Diandra selalu menyempatkan dirinya untuk menjenguk Leo setelah pulang sekolah, begitu juga dengan sore ini.

"Leo kapan kamu akan bangun? Suka banget sih kamu itu kalau tidur, lelap banget lagi, tapi jujur Yo, aku takut kalau kamu tidur terus gini".

Diandra menyeka air matanya. Keteguhan beberapa saat yang lalu luntur begitu saja.

Padahal beberapa saat yang lalu dia berjanji tidak akan menangis ataupun memasang wajah sedihnya. Tapi saat mata Diandra menatap sang kekasih hatinya begitu hancur.

Diandra memang sudah memantapkan hatinya untuk semua ini semenjak Leo mengutarakan semuanya di restoran saat itu. Tapi apa harus secepat ini.

Bahkan Diandra belum bisa membuat kenangan yang indah bersamanya. Masih terlalu banyak hal yang ingin ia lakukan bersama Leo.

Diandra menghembuskan nafasnya "kamu tahu tidak? Tadi di sekolahan ketiga sahabat koplak kamu itu membuat heboh seluruh sekolahan.

Bagaimana tidak, mereka naik genteng atap sekolahan yang dekat perpus. Semua anak-anak dan guru-guru mikir mereka mau bunuh diri, eh tidak tahunya mereka lagi nyari wifi gratisan untuk main game.

Karena mereka membuat heboh seluruh sekolahan akhirnya mereka semua di hukum mengepel seluruh koridor sekolahan" Diandra menghentikan ucapannya sejenak sebelum kembali bersuara.

"Leo apa kamu ingin menyerah dengan semuanya?. Apa ini semua terlalu sakit buat kamu?, kalau iya bagi rasa sakit itu Yo. Ayo kita tanggung semua rasa sakit itu. Kamu mau kan? Kalau kamu mau, buka matamu, aku mohon buka matamu Leo" tangis Diandra pecah.

Seumur hidupnya Diandra tak menyangka harus mengalami hal seperti ini lagi. Dulu ayahnya dan sekarang kekasihnya. Kenapa takdir begitu senang mengambil orang-orang yang sangat berarti untuknya.

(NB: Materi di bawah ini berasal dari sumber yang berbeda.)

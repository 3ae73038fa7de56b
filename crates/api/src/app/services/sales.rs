use std::collections::BTreeMap;

use chrono::{NaiveDate, Utc};
use serde::{Deserialize, Serialize};
use tracing::{info, instrument};

use inventaris_core::{DomainError, ProductId, SalesOrderId};
use inventaris_infra::store::{
    OrderQuery, Page, PageRequest, ProductRepository, SalesOrderRepository, TransactionLog,
    UnitOfWork,
};
use inventaris_inventory::{MovementDetails, MovementKind, StockTransaction, move_stock};
use inventaris_sales::{
    NewSalesOrder, OrderLine, SalesOrder, SalesOrderStatus, SalesOrderUpdate, generate_so_number,
};

use super::{
    AppServices, GENERATED_KEY_ATTEMPTS, OrderLineInput, ServiceError, ServiceResult, lock_products,
    resolve_lines,
};

#[derive(Debug, Clone, Deserialize)]
pub struct CreateSalesOrder {
    pub so_number: Option<String>,
    pub customer_name: String,
    pub customer_email: Option<String>,
    pub customer_phone: Option<String>,
    pub order_date: Option<NaiveDate>,
    pub expected_delivery: Option<NaiveDate>,
    pub shipping_address: String,
    pub notes: Option<String>,
    pub items: Vec<OrderLineInput>,
}

#[derive(Debug, Clone, Default, Deserialize)]
pub struct UpdateSalesOrder {
    pub customer_name: Option<String>,
    pub customer_email: Option<String>,
    pub customer_phone: Option<String>,
    pub order_date: Option<NaiveDate>,
    pub expected_delivery: Option<NaiveDate>,
    pub shipping_address: Option<String>,
    pub notes: Option<String>,
    pub items: Option<Vec<OrderLineInput>>,
}

/// A shipped order and the outbound movements it booked.
#[derive(Debug, Clone, Serialize)]
pub struct ShipmentOutcome {
    pub order: SalesOrder,
    pub transactions: Vec<StockTransaction>,
}

impl AppServices {
    #[instrument(skip(self, input), fields(customer = %input.customer_name, items = input.items.len()), err)]
    pub async fn create_sales_order(&self, input: CreateSalesOrder) -> ServiceResult<SalesOrder> {
        let now = Utc::now();
        let mut uow = self.begin().await?;

        let lines = order_lines(uow.as_mut(), &input.items).await?;
        ensure_lines_available(uow.as_mut(), &lines).await?;
        let so_number = match input.so_number.map(|n| n.trim().to_string()).filter(|n| !n.is_empty()) {
            Some(number) => {
                if uow.so_number_exists(&number).await? {
                    return Err(
                        DomainError::conflict(format!("so_number '{number}' is already in use")).into(),
                    );
                }
                number
            }
            None => unused_so_number(uow.as_mut(), now.date_naive()).await?,
        };

        let order = SalesOrder::create(
            SalesOrderId::new(),
            NewSalesOrder {
                so_number,
                customer_name: input.customer_name,
                customer_email: input.customer_email,
                customer_phone: input.customer_phone,
                order_date: input.order_date.unwrap_or_else(|| now.date_naive()),
                expected_delivery: input.expected_delivery,
                shipping_address: input.shipping_address,
                notes: input.notes,
                lines,
            },
            now,
        )?;
        uow.insert_sales_order(&order).await?;
        uow.commit().await?;

        info!(
            sales_order_id = %order.id_typed(),
            so_number = order.so_number(),
            total = order.total_amount().minor(),
            "sales order created"
        );
        Ok(order)
    }

    pub async fn get_sales_order(&self, id: SalesOrderId) -> ServiceResult<SalesOrder> {
        let mut uow = self.begin().await?;
        uow.get_sales_order(id)
            .await?
            .ok_or(ServiceError::NotFound("sales order"))
    }

    pub async fn list_sales_orders(
        &self,
        query: &OrderQuery<SalesOrderStatus>,
        page: PageRequest,
    ) -> ServiceResult<Page<SalesOrder>> {
        let mut uow = self.begin().await?;
        Ok(uow.list_sales_orders(query, page).await?)
    }

    #[instrument(skip(self, input), err)]
    pub async fn update_sales_order(
        &self,
        id: SalesOrderId,
        input: UpdateSalesOrder,
    ) -> ServiceResult<SalesOrder> {
        let mut uow = self.begin().await?;
        let mut order = locked_order(uow.as_mut(), id).await?;
        order.ensure_editable()?;

        let lines = match &input.items {
            Some(items) => {
                let lines = order_lines(uow.as_mut(), items).await?;
                ensure_lines_available(uow.as_mut(), &lines).await?;
                Some(lines)
            }
            None => None,
        };

        order.apply_update(
            SalesOrderUpdate {
                customer_name: input.customer_name,
                customer_email: input.customer_email,
                customer_phone: input.customer_phone,
                order_date: input.order_date,
                expected_delivery: input.expected_delivery,
                shipping_address: input.shipping_address,
                notes: input.notes,
                lines,
            },
            Utc::now(),
        )?;
        uow.update_sales_order(&order).await?;
        uow.commit().await?;
        Ok(order)
    }

    #[instrument(skip(self), err)]
    pub async fn delete_sales_order(&self, id: SalesOrderId) -> ServiceResult<()> {
        let mut uow = self.begin().await?;
        let order = locked_order(uow.as_mut(), id).await?;
        order.ensure_editable()?;
        uow.delete_sales_order(id).await?;
        uow.commit().await?;
        info!(sales_order_id = %id, "sales order deleted");
        Ok(())
    }

    /// Confirm after re-checking that every line can still be served.
    #[instrument(skip(self), err)]
    pub async fn confirm_sales_order(&self, id: SalesOrderId) -> ServiceResult<SalesOrder> {
        let mut uow = self.begin().await?;
        let mut order = locked_order(uow.as_mut(), id).await?;
        order.confirm(Utc::now())?;
        ensure_lines_available(uow.as_mut(), order.lines()).await?;
        uow.update_sales_order(&order).await?;
        uow.commit().await?;
        info!(sales_order_id = %id, status = order.status().as_str(), "sales order status changed");
        Ok(order)
    }

    /// Mark the order shipped and book one outbound movement per line. A line
    /// that cannot be served fails the whole shipment.
    #[instrument(skip(self), err)]
    pub async fn ship_sales_order(
        &self,
        id: SalesOrderId,
        actor: Option<String>,
    ) -> ServiceResult<ShipmentOutcome> {
        let now = Utc::now();
        let mut uow = self.begin().await?;
        let mut order = locked_order(uow.as_mut(), id).await?;
        order.ship(now)?;

        let reason = order.shipment_reason();
        let mut transactions = Vec::with_capacity(order.lines().len());
        let mut products = lock_products(
            uow.as_mut(),
            order.lines().iter().map(|line| line.product_id).collect(),
        )
        .await?;
        for line in order.lines() {
            let product = products
                .get_mut(&line.product_id)
                .ok_or(ServiceError::NotFound("product"))?;
            let details = MovementDetails {
                reason: reason.clone(),
                unit_price: Some(line.unit_price),
                reference: Some(order.so_number().to_string()),
                notes: None,
                performed_by: actor.clone(),
            };
            let tx = move_stock(product, MovementKind::Out, line.quantity, details, now)?;
            uow.update_product(product).await?;
            uow.record_transaction(&tx).await?;
            transactions.push(tx);
        }

        uow.update_sales_order(&order).await?;
        uow.commit().await?;

        info!(
            sales_order_id = %id,
            so_number = order.so_number(),
            lines = transactions.len(),
            "sales order shipped"
        );
        Ok(ShipmentOutcome {
            order,
            transactions,
        })
    }

    #[instrument(skip(self), err)]
    pub async fn deliver_sales_order(&self, id: SalesOrderId) -> ServiceResult<SalesOrder> {
        self.transition_sales_order(id, |order, now| order.deliver(now))
            .await
    }

    #[instrument(skip(self), err)]
    pub async fn cancel_sales_order(&self, id: SalesOrderId) -> ServiceResult<SalesOrder> {
        self.transition_sales_order(id, |order, now| order.cancel(now))
            .await
    }

    async fn transition_sales_order<F>(&self, id: SalesOrderId, apply: F) -> ServiceResult<SalesOrder>
    where
        F: FnOnce(&mut SalesOrder, chrono::DateTime<Utc>) -> Result<(), DomainError> + Send,
    {
        let mut uow = self.begin().await?;
        let mut order = locked_order(uow.as_mut(), id).await?;
        apply(&mut order, Utc::now())?;
        uow.update_sales_order(&order).await?;
        uow.commit().await?;
        info!(sales_order_id = %id, status = order.status().as_str(), "sales order status changed");
        Ok(order)
    }
}

async fn locked_order(uow: &mut dyn UnitOfWork, id: SalesOrderId) -> ServiceResult<SalesOrder> {
    uow.lock_sales_order(id)
        .await?
        .ok_or(ServiceError::NotFound("sales order"))
}

async fn order_lines(
    uow: &mut dyn UnitOfWork,
    items: &[OrderLineInput],
) -> ServiceResult<Vec<OrderLine>> {
    Ok(resolve_lines(uow, items)
        .await?
        .into_iter()
        .map(|(product, line)| OrderLine {
            product_id: line.product_id,
            product_name: product.name().to_string(),
            quantity: line.quantity,
            unit_price: line.unit_price,
        })
        .collect())
}

/// Lines naming the same product are summed before comparing with stock.
async fn ensure_lines_available(uow: &mut dyn UnitOfWork, lines: &[OrderLine]) -> ServiceResult<()> {
    let mut requested: BTreeMap<ProductId, i64> = BTreeMap::new();
    for line in lines {
        *requested.entry(line.product_id).or_default() += line.quantity;
    }
    for (product_id, quantity) in requested {
        let product = uow
            .get_product(product_id)
            .await?
            .ok_or(ServiceError::NotFound("product"))?;
        product.ensure_available(quantity)?;
    }
    Ok(())
}

async fn unused_so_number(uow: &mut dyn UnitOfWork, today: NaiveDate) -> ServiceResult<String> {
    for _ in 0..GENERATED_KEY_ATTEMPTS {
        let candidate = generate_so_number(today, rand::random::<u16>());
        if !uow.so_number_exists(&candidate).await? {
            return Ok(candidate);
        }
    }
    Err(DomainError::conflict("could not generate an unused so_number").into())
}
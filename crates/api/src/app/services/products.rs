use chrono::Utc;
use serde::{Deserialize, Serialize};
use tracing::{info, instrument};

use inventaris_core::{DomainError, ProductId};
use inventaris_infra::store::{
    Page, PageRequest, ProductQuery, ProductRepository, PurchaseOrderRepository, SalesOrderRepository,
    TransactionLog, UnitOfWork,
};
use inventaris_inventory::{MovementDetails, MovementKind, StockTransaction, move_stock};
use inventaris_products::{NewProduct, Product, ProductPatch, ProductStatus, generate_sku};

use super::{AppServices, GENERATED_KEY_ATTEMPTS, ServiceError, ServiceResult, lock_order};

/// Transactions shown alongside a single product.
pub const PRODUCT_DETAIL_TRANSACTIONS: u32 = 10;

pub const OPENING_STOCK_REASON: &str = "Opening stock";

#[derive(Debug, Clone, Serialize)]
pub struct ProductDetail {
    pub product: Product,
    pub recent_transactions: Vec<StockTransaction>,
}

#[derive(Debug, Clone, Copy, PartialEq, Eq, Serialize, Deserialize)]
#[serde(rename_all = "snake_case")]
pub enum BulkAction {
    Activate,
    Deactivate,
    UpdateCategory,
    Delete,
}

#[derive(Debug, Clone, Default, PartialEq, Eq, Serialize)]
pub struct BulkOutcome {
    pub affected: usize,
    /// Missing products, and products with history on `delete`.
    pub skipped: Vec<ProductId>,
}

impl AppServices {
    #[instrument(skip(self, input), fields(name = %input.name), err)]
    pub async fn create_product(
        &self,
        mut input: NewProduct,
        sku: Option<String>,
        actor: Option<String>,
    ) -> ServiceResult<Product> {
        let now = Utc::now();
        let mut uow = self.begin().await?;

        let sku = match sku.map(|s| s.trim().to_string()).filter(|s| !s.is_empty()) {
            Some(sku) => {
                if uow.find_product_by_sku(&sku).await?.is_some() {
                    return Err(DomainError::conflict(format!("sku '{sku}' is already in use")).into());
                }
                sku
            }
            None => unused_sku(uow.as_mut(), &input, now.date_naive()).await?,
        };

        let opening_stock = input.stock;
        if opening_stock < 0 {
            return Err(DomainError::validation("stock must be >= 0").into());
        }
        input.stock = 0;
        let mut product = Product::create(ProductId::new(), input, sku, now)?;

        let opening = if opening_stock > 0 {
            let details = MovementDetails {
                performed_by: actor,
                ..MovementDetails::reason(OPENING_STOCK_REASON)
            };
            Some(move_stock(&mut product, MovementKind::In, opening_stock, details, now)?)
        } else {
            None
        };

        uow.insert_product(&product).await?;
        if let Some(tx) = &opening {
            uow.record_transaction(tx).await?;
        }
        uow.commit().await?;

        info!(product_id = %product.id_typed(), sku = product.sku(), "product created");
        Ok(product)
    }

    #[instrument(skip(self), err)]
    pub async fn get_product(&self, id: ProductId) -> ServiceResult<ProductDetail> {
        let mut uow = self.begin().await?;
        let product = uow
            .get_product(id)
            .await?
            .ok_or(ServiceError::NotFound("product"))?;
        let recent = uow
            .transactions_for_product(id, PageRequest::new(Some(1), None, PRODUCT_DETAIL_TRANSACTIONS))
            .await?;
        Ok(ProductDetail {
            product,
            recent_transactions: recent.items,
        })
    }

    pub async fn list_products(
        &self,
        query: &ProductQuery,
        page: PageRequest,
    ) -> ServiceResult<Page<Product>> {
        let mut uow = self.begin().await?;
        Ok(uow.list_products(query, page).await?)
    }

    pub async fn product_categories(&self) -> ServiceResult<Vec<String>> {
        let mut uow = self.begin().await?;
        Ok(uow.categories().await?)
    }

    #[instrument(skip(self, patch), err)]
    pub async fn update_product(&self, id: ProductId, patch: ProductPatch) -> ServiceResult<Product> {
        let mut uow = self.begin().await?;
        let mut product = uow
            .lock_product(id)
            .await?
            .ok_or(ServiceError::NotFound("product"))?;

        if let Some(sku) = patch.sku.as_deref().map(str::trim) {
            if let Some(other) = uow.find_product_by_sku(sku).await? {
                if other.id_typed() != id {
                    return Err(DomainError::conflict(format!("sku '{sku}' is already in use")).into());
                }
            }
        }

        product.apply_patch(patch, Utc::now())?;
        uow.update_product(&product).await?;
        uow.commit().await?;
        Ok(product)
    }

    #[instrument(skip(self), err)]
    pub async fn delete_product(&self, id: ProductId) -> ServiceResult<()> {
        let mut uow = self.begin().await?;
        if uow.lock_product(id).await?.is_none() {
            return Err(ServiceError::NotFound("product"));
        }
        if has_history(uow.as_mut(), id).await? {
            return Err(DomainError::conflict(
                "product has stock transactions or order lines and cannot be deleted",
            )
            .into());
        }
        uow.delete_product(id).await?;
        uow.commit().await?;
        info!(product_id = %id, "product deleted");
        Ok(())
    }

    /// Apply `action` to every product in `ids` in one unit of work.
    #[instrument(skip(self, ids), fields(count = ids.len()), err)]
    pub async fn bulk_product_action(
        &self,
        action: BulkAction,
        ids: &[ProductId],
        category: Option<String>,
    ) -> ServiceResult<BulkOutcome> {
        if ids.is_empty() {
            return Err(DomainError::validation("product_ids must not be empty").into());
        }
        let category = match action {
            BulkAction::UpdateCategory => Some(
                category
                    .filter(|c| !c.trim().is_empty())
                    .ok_or_else(|| DomainError::validation("category is required for update_category"))?,
            ),
            _ => None,
        };

        let now = Utc::now();
        let mut uow = self.begin().await?;
        let mut outcome = BulkOutcome::default();

        for id in lock_order(ids.iter().copied()) {
            let Some(mut product) = uow.lock_product(id).await? else {
                outcome.skipped.push(id);
                continue;
            };
            match action {
                BulkAction::Activate => product.set_status(ProductStatus::Active, now),
                BulkAction::Deactivate => product.set_status(ProductStatus::Inactive, now),
                BulkAction::UpdateCategory => {
                    if let Some(category) = &category {
                        product.set_category(category, now)?;
                    }
                }
                BulkAction::Delete => {
                    if has_history(uow.as_mut(), id).await? {
                        outcome.skipped.push(id);
                    } else {
                        uow.delete_product(id).await?;
                        outcome.affected += 1;
                    }
                    continue;
                }
            }
            uow.update_product(&product).await?;
            outcome.affected += 1;
        }

        uow.commit().await?;
        info!(?action, affected = outcome.affected, skipped = outcome.skipped.len(), "bulk product action applied");
        Ok(outcome)
    }
}

async fn has_history(uow: &mut dyn UnitOfWork, id: ProductId) -> ServiceResult<bool> {
    Ok(uow.product_has_transactions(id).await?
        || uow.product_on_purchase_orders(id).await?
        || uow.product_on_sales_orders(id).await?)
}

async fn unused_sku(
    uow: &mut dyn UnitOfWork,
    input: &NewProduct,
    today: chrono::NaiveDate,
) -> ServiceResult<String> {
    for _ in 0..GENERATED_KEY_ATTEMPTS {
        let candidate = generate_sku(&input.name, &input.category, today, rand::random::<u16>());
        if uow.find_product_by_sku(&candidate).await?.is_none() {
            return Ok(candidate);
        }
    }
    Err(DomainError::conflict("could not generate an unused sku").into())
}

#[cfg(test)]
pub(crate) mod tests {
    use super::*;
    use inventaris_core::Money;

    pub(crate) fn new_product(name: &str, category: &str, stock: i64) -> NewProduct {
        NewProduct {
            name: name.into(),
            description: None,
            category: category.into(),
            purchase_price: Money::from_minor(1_000),
            selling_price: Money::from_minor(1_500),
            stock,
            min_stock: Some(5),
            status: None,
        }
    }

    #[tokio::test]
    async fn opening_stock_is_logged_as_inbound_movement() {
        let services = AppServices::in_memory();
        let product = services
            .create_product(new_product("Desk Lamp", "Lighting", 12), None, Some("alice".into()))
            .await
            .unwrap();
        assert_eq!(product.stock(), 12);
        assert!(product.sku().starts_with("LIGDES"));

        let detail = services.get_product(product.id_typed()).await.unwrap();
        assert_eq!(detail.recent_transactions.len(), 1);
        let tx = &detail.recent_transactions[0];
        assert_eq!(tx.kind, MovementKind::In);
        assert_eq!((tx.old_stock, tx.new_stock), (0, 12));
        assert_eq!(tx.reason, OPENING_STOCK_REASON);
        assert_eq!(tx.performed_by.as_deref(), Some("alice"));
    }

    #[tokio::test]
    async fn duplicate_sku_is_a_conflict() {
        let services = AppServices::in_memory();
        services
            .create_product(new_product("Pen", "Office", 0), Some("SKU-1".into()), None)
            .await
            .unwrap();
        let err = services
            .create_product(new_product("Pencil", "Office", 0), Some("SKU-1".into()), None)
            .await
            .unwrap_err();
        assert!(matches!(err, ServiceError::Domain(DomainError::Conflict(_))));
    }

    #[tokio::test]
    async fn delete_is_refused_once_stock_has_moved() {
        let services = AppServices::in_memory();
        let fresh = services
            .create_product(new_product("Tape", "Office", 0), None, None)
            .await
            .unwrap();
        let stocked = services
            .create_product(new_product("Glue", "Office", 3), None, None)
            .await
            .unwrap();

        services.delete_product(fresh.id_typed()).await.unwrap();
        assert!(matches!(
            services.get_product(fresh.id_typed()).await,
            Err(ServiceError::NotFound("product"))
        ));

        let err = services.delete_product(stocked.id_typed()).await.unwrap_err();
        assert!(matches!(err, ServiceError::Domain(DomainError::Conflict(_))));
    }

    #[tokio::test]
    async fn bulk_delete_skips_products_with_history() {
        let services = AppServices::in_memory();
        let a = services
            .create_product(new_product("A", "Misc", 0), None, None)
            .await
            .unwrap();
        let b = services
            .create_product(new_product("B", "Misc", 4), None, None)
            .await
            .unwrap();
        let missing = ProductId::new();

        let outcome = services
            .bulk_product_action(BulkAction::Delete, &[a.id_typed(), b.id_typed(), missing], None)
            .await
            .unwrap();
        assert_eq!(outcome.affected, 1);
        let mut expected = vec![b.id_typed(), missing];
        expected.sort();
        assert_eq!(outcome.skipped, expected);
    }

    #[tokio::test]
    async fn bulk_category_update_requires_category() {
        let services = AppServices::in_memory();
        let a = services
            .create_product(new_product("A", "Misc", 0), None, None)
            .await
            .unwrap();

        assert!(services
            .bulk_product_action(BulkAction::UpdateCategory, &[a.id_typed()], None)
            .await
            .is_err());

        services
            .bulk_product_action(BulkAction::UpdateCategory, &[a.id_typed()], Some("Tools".into()))
            .await
            .unwrap();
        assert_eq!(services.product_categories().await.unwrap(), vec!["Tools".to_string()]);
    }

    #[tokio::test]
    async fn update_cannot_steal_another_sku() {
        let services = AppServices::in_memory();
        services
            .create_product(new_product("A", "Misc", 0), Some("A-1".into()), None)
            .await
            .unwrap();
        let b = services
            .create_product(new_product("B", "Misc", 0), Some("B-1".into()), None)
            .await
            .unwrap();

        let patch = ProductPatch {
            sku: Some("A-1".into()),
            ..ProductPatch::default()
        };
        let err = services.update_product(b.id_typed(), patch).await.unwrap_err();
        assert!(matches!(err, ServiceError::Domain(DomainError::Conflict(_))));
    }
}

Ia hanya frustasi dan takut selama beberapa hari ini dan rasa takut itu semaki besar. Ketakutan itu bertambah saat suara EKG berbunyi tak beraturan.

"Leo bukan..bukan begini yang aku mau! Leo .. Bangun jangan tinngalin aku Yo. Aku sayang banget sama kamu"

Tit..titt.tiiiiiiiiiiiiitttt

Diandra kehilangan pijakan, saat suara panjang itu menggema menghancurkan seluruh sendi-sendinya. Sebelum beberapa tenaga medis datang dan tubuh Diandra di tarik keluar oleh salah satu suster yang baru saja datang.

Keinan langsung membawa Diandra kepelukannya saat melihat sahabatnya itu bersimpuh dengan air mata yang terus mengalir dari kedua matanya.

Ia hanya membiarkan saja kaos abu-abunya basah oleh air mata Diandra sambil sesekali memberi kalimat penenang.

"key... Leo key.. Hiks hiks.."

"tenang dra. Kamu percaya kan kalau kakak itu kuat. Dia pasti bisa lewati semua ini. Lebih baik kita berdoa buat dia" Keinan mendongakkan kepalanya menghalau air mata yang hampir meluncur dari matanya.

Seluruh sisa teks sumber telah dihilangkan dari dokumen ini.